¿Valentía o temeridad?

Se puede decir que en el Viernes Santo del 2013 también ha salido Jesús Nazareno,  hecho que parece ser  constituía una obsesión para algunos. Lo que no se puede considerar es que dicha salida haya sido para realizar la Estación de Penitencia, sino más bien  para luchar  contra los elementos, principalmente la lluvia,  que de manera persistente se hizo presente desde el mismo momento en el que Jesús abandonó la iglesia, siendo incomprensible para todos ver cómo le caía un verdadero chaparrón en el puerta del templo, con el trono parado y sin que nadie ordenase nada,  y además  que se decidiese continuar la procesión lloviendo y con el cielo totalmente  encapotado. 

Nada de lo ocurrido esta mañana con el Nazareno ha contado con una lógica que pudiese justificar las decisiones tomadas,  ya que no se corría el riesgo de que lloviese, sino que lo evidente era que la cofradía se tendría que volver minutos más tarde por el agua, eso sí, con todo el patrimonio artístico y humano empapado. 

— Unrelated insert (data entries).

#[tokio::test]
async fn test_xml_collections_and_accept_header() {
    let (ctx, token) = setup().await;
    create_member(&ctx, &token, "Bob").await;
    create_member(&ctx, &token, "Alice").await;

    let res = ctx
        .send(
            Request::builder()
                .uri("/members")
                .header(header::AUTHORIZATION, format!("Bearer {}", token))
                .header(header::ACCEPT, "application/xml")
                .body(Body::empty())
                .unwrap(),
        )
        .await;
    assert_eq!(res.status, StatusCode::OK);

    let (root, items) = parse_xml_items(&res.text()).unwrap();
    assert_eq!(root, "members");
    assert_eq!(items.len(), 2);
    assert_eq!(items[0]["name"], "Bob");
    assert_eq!(items[1]["name"], "Alice");

    // Query parameter wins over Accept
    let res = ctx
        .send(
            Request::builder()
                .uri("/members?format=json")
                .header(header::AUTHORIZATION, format!("Bearer {}", token))
                .header(header::ACCEPT, "application/xml")
                .body(Body::empty())
                .unwrap(),
        )
        .await;
    assert_eq!(res.json()["members"].as_array().unwrap().len(), 2);

    let res = ctx.get("/members?format=yaml", &token).await;
    assert_eq!(res.status, StatusCode::BAD_REQUEST);
}

#[tokio::test]
async fn test_errors_stay_json_when_xml_requested() {
    let (ctx, token) = setup().await;

    let res = ctx.get("/members/12345?format=xml", &token).await;
    assert_eq!(res.status, StatusCode::NOT_FOUND);
    assert_eq!(res.json()["error"], "member not found");
}

#[tokio::test]
async fn test_member_crud_and_conflicts() {
    let (ctx, token) = setup().await;
    let bob = create_member(&ctx, &token, "Bob").await;

    let duplicate = ctx.post("/members", &token, json!({ "name": "Bob" })).await;
    assert_eq!(duplicate.status, StatusCode::CONFLICT);

    let blank = ctx.post("/members", &token, json!({ "name": "  " })).await;
    assert_eq!(blank.status, StatusCode::BAD_REQUEST);

    let uri = format!("/members/{}", bob);
    let renamed = ctx.put(&uri, &token, json!({ "name": "Robert" })).await;
    assert_eq!(renamed.status, StatusCode::OK);
    assert_eq!(renamed.json()["name"], "Robert");

    let blank_put = ctx.put(&uri, &token, json!({ "name": "" })).await;
    assert_eq!(blank_put.status, StatusCode::BAD_REQUEST);

    let search = ctx.get("/members?q=rob", &token).await.json();
    assert_eq!(search["members"].as_array().unwrap().len(), 1);

    assert_eq!(ctx.delete(&uri, &token).await.status, StatusCode::NO_CONTENT);
    assert_eq!(ctx.delete(&uri, &token).await.status, StatusCode::NOT_FOUND);
    assert_eq!(ctx.get(&uri, &token).await.status, StatusCode::NOT_FOUND);

    let bad_id = ctx.get("/members/abc", &token).await;
    assert_eq!(bad_id.status, StatusCode::BAD_REQUEST);
    assert_eq!(bad_id.json()["code"], "bad_request");
}

#[tokio::test]
async fn test_referenced_member_and_chore_delete_is_conflict() {
    let (ctx, token) = setup().await;
    let member_id = create_member(&ctx, &token, "Bob").await;
    let chore_id = create_chore(&ctx, &token, "Dishes", "Daily").await;
    let created = ctx
        .post(
            "/assignments",
            &token,
            json!({ "member_id": member_id, "chore_id": chore_id, "assigned_date": "2025-01-10" }),
        )
        .await;
    assert_eq!(created.status, StatusCode::CREATED);

    let res = ctx.delete(&format!("/members/{}", member_id), &token).await;
    assert_eq!(res.status, StatusCode::CONFLICT);

    let res = ctx.delete(&format!("/chores/{}", chore_id), &token).await;
    assert_eq!(res.status, StatusCode::CONFLICT);
}

#[tokio::test]
async fn test_chore_form_create_and_partial_update() {
    let (ctx, token) = setup().await;

    let res = ctx
        .form(
            Method::POST,
            "/chores",
            &token,
            "chore_name=Take+out+trash&frequency=Weekly",
        )
        .await;
    assert_eq!(res.status, StatusCode::CREATED, "{}", res.text());
    let chore = res.json();
    assert_eq!(chore["chore_name"], "Take out trash");

    let missing_frequency = ctx
        .post("/chores", &token, json!({ "chore_name": "Vacuum" }))
        .await;
    assert_eq!(missing_frequency.status, StatusCode::BAD_REQUEST);

    let uri = format!("/chores/{}", chore["chore_id"]);
    let res = ctx.form(Method::PUT, &uri, &token, "frequency=Daily").await;
    assert_eq!(res.status, StatusCode::OK);
    assert_eq!(res.json()["chore_name"], "Take out trash");
    assert_eq!(res.json()["frequency"], "Daily");
}

#[tokio::test]
async fn test_assignment_list_filters() {
    let (ctx, token) = setup().await;
    let bob = create_member(&ctx, &token, "Bob").await;
    let alice = create_member(&ctx, &token, "Alice").await;
    let dishes = create_chore(&ctx, &token, "Dishes", "Daily").await;

    for (member_id, date) in [(bob, "2025-01-10"), (alice, "2025-01-11"), (bob, "2025-01-20")] {
        let res = ctx
            .post(
                "/assignments",
                &token,
                json!({ "member_id": member_id, "chore_id": dishes, "assigned_date": date }),
            )
            .await;
        assert_eq!(res.status, StatusCode::CREATED);
    }

    let count = |body: Value| body["assignments"].as_array().unwrap().len();

    let res = ctx
        .get(&format!("/assignments?member_id={}", bob), &token)
        .await;
    assert_eq!(count(res.json()), 2);

    let res = ctx
        .get("/assignments?date_from=2025-01-10&date_to=2025-01-11", &token)
        .await;
    assert_eq!(count(res.json()), 2);

    let res = ctx.get("/assignments?completed=true", &token).await;
    assert_eq!(count(res.json()), 0);

    let res = ctx.get("/assignments?q=ali", &token).await;
    assert_eq!(count(res.json()), 1);

    for bad in [
        "/assignments?member_id=bob",
        "/assignments?date_from=yesterday",
        "/assignments?completed=perhaps",
    ] {
        assert_eq!(ctx.get(bad, &token).await.status, StatusCode::BAD_REQUEST, "{}", bad);
    }
}

#[tokio::test]
async fn test_search_with_no_match_is_empty_ok() {
    let (ctx, token) = setup().await;
    create_chore(&ctx, &token, "Dishes", "Daily").await;

    let res = ctx.get("/api/search?q=zzz", &token).await;
    assert_eq!(res.status, StatusCode::OK);
    assert_eq!(res.json(), json!({ "results": [] }));

    let res = ctx.get("/chores?q=zzz", &token).await;
    assert_eq!(res.status, StatusCode::OK);
    assert_eq!(res.json(), json!({ "chores": [] }));
}

#[tokio::test]
async fn test_search_get_and_post() {
    let (ctx, token) = setup().await;
    create_chore(&ctx, &token, "Dishes", "Daily").await;
    create_chore(&ctx, &token, "Laundry", "Weekly").await;

    let res = ctx.get("/api/search?q=DISH", &token).await;
    assert_eq!(res.status, StatusCode::OK);
    let results = res.json()["results"].as_array().unwrap().clone();
    assert_eq!(results.len(), 1);
    assert_eq!(results[0]["chore_name"], "Dishes");

    let res = ctx.post("/api/search", &token, json!({ "q": "laun" })).await;
    assert_eq!(res.status, StatusCode::OK);
    assert_eq!(res.json()["results"][0]["chore_name"], "Laundry");

    let res = ctx.get("/api/search", &token).await;
    assert_eq!(res.status, StatusCode::BAD_REQUEST);
    assert_eq!(res.json()["error"], "q required");

    let res = ctx.post("/api/search", &token, json!({ "q": "  " })).await;
    assert_eq!(res.status, StatusCode::BAD_REQUEST);
}

#[tokio::test]
async fn test_unknown_route_is_json_404() {
    let ctx = TestContext::new().await.unwrap();

    let res = ctx.request(Method::GET, "/nope", None, None).await;
    assert_eq!(res.status, StatusCode::NOT_FOUND);
    assert_eq!(res.json()["code"], "not_found");
}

 Así ocurrió, y tras dar la vuelta por el Llano de las Coronadas y calle Santa Brígida de forma acelerada, subió la cuesta de un tirón y,  en un pequeño respiro que dejó la lluvia, impartió la bendición y se recogió  cuando eran las 9 de la mañana.  Todo esto ha sido innecesario. La Junta de Gobierno no ha querido ver lo que era evidente para todas las personas congregadas en la cuesta de la parroquia,  y no ha querido escuchar lo que era un grito unánime ¿están Locos? . Por sus parte, la Cofradía de María Santísima de la Amargura, ante lo que era imnegable,  optó por encender la candelería a la Virgen y mostrarla a sus cofrades y devotos con toda la hermosura y belleza que atesora  el conjunto del palio, y destacando sobre él, el rostro de la dolorosa por antonomasia de Aguilar.  Posteriormente decididó recorrer el camino andado por el Nazareno cuando el tiempo se aseguró.